**The problem:** List each line of the data that holds the string "usize".

**Extracted material:**
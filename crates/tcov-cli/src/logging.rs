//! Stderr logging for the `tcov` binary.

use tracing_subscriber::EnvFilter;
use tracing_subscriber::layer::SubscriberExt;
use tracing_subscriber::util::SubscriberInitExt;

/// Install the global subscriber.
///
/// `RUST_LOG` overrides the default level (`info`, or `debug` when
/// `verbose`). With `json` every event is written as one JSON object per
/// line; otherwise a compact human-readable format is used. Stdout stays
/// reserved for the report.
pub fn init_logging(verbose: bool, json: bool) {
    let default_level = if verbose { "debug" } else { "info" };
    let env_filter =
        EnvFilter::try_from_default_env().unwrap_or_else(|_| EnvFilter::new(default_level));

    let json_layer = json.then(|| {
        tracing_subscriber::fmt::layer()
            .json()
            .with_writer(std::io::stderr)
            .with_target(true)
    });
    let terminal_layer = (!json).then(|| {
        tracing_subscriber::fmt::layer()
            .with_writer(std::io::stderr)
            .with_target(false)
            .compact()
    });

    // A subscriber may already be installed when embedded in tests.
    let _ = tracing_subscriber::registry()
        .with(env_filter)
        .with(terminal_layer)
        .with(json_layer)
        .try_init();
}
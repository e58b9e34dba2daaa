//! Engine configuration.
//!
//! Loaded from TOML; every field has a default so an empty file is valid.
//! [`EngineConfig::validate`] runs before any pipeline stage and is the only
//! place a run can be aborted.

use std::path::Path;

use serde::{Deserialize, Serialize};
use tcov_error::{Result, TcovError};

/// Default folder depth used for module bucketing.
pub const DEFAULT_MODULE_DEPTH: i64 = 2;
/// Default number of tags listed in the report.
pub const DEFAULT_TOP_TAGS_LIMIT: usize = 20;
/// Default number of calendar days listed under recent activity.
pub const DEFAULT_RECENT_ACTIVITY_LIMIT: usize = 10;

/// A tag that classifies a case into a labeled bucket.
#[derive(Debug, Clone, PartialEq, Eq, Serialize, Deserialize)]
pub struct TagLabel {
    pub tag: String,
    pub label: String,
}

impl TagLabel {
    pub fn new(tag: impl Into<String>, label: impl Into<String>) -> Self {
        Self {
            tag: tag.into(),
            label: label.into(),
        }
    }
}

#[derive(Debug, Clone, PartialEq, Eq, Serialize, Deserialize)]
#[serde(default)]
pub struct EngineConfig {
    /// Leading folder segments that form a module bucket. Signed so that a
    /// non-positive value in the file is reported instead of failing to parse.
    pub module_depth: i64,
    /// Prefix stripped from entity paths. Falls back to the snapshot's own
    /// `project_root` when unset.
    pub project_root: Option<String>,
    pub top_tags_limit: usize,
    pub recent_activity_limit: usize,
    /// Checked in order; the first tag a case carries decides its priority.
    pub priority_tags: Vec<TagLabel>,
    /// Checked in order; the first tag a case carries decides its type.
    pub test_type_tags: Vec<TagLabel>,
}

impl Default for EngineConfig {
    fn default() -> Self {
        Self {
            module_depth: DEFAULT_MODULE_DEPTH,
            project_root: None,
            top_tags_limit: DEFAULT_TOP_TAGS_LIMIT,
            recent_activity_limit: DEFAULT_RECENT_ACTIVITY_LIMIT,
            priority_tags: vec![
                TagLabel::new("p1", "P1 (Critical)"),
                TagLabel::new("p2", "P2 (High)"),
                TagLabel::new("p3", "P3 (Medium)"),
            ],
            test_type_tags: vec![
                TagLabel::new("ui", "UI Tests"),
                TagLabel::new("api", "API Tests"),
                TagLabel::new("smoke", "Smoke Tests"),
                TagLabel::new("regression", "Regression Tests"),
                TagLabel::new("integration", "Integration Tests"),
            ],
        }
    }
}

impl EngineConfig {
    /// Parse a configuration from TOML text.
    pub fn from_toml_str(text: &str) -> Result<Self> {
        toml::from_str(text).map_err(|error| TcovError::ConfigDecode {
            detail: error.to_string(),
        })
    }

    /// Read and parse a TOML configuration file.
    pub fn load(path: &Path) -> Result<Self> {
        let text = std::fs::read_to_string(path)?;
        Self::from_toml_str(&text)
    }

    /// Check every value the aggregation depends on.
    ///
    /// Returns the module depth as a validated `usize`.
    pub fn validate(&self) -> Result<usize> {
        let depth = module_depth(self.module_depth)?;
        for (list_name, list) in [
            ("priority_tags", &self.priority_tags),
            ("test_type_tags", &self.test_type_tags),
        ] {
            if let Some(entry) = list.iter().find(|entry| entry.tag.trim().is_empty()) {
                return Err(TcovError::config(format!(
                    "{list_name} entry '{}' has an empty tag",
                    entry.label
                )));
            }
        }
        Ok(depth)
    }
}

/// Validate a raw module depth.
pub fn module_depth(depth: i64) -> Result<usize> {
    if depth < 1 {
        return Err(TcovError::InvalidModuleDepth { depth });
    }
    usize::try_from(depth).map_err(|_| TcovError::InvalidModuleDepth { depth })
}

**Exercise result:**
pub const DEFAULT_TOP_TAGS_LIMIT: usize = 20;
pub const DEFAULT_RECENT_ACTIVITY_LIMIT: usize = 10;
    pub top_tags_limit: usize,
    pub recent_activity_limit: usize,
    /// Returns the module depth as a validated `usize`.
    pub fn validate(&self) -> Result<usize> {
pub fn module_depth(depth: i64) -> Result<usize> {
    usize::try_from(depth).map_err(|_| TcovError::InvalidModuleDepth { depth })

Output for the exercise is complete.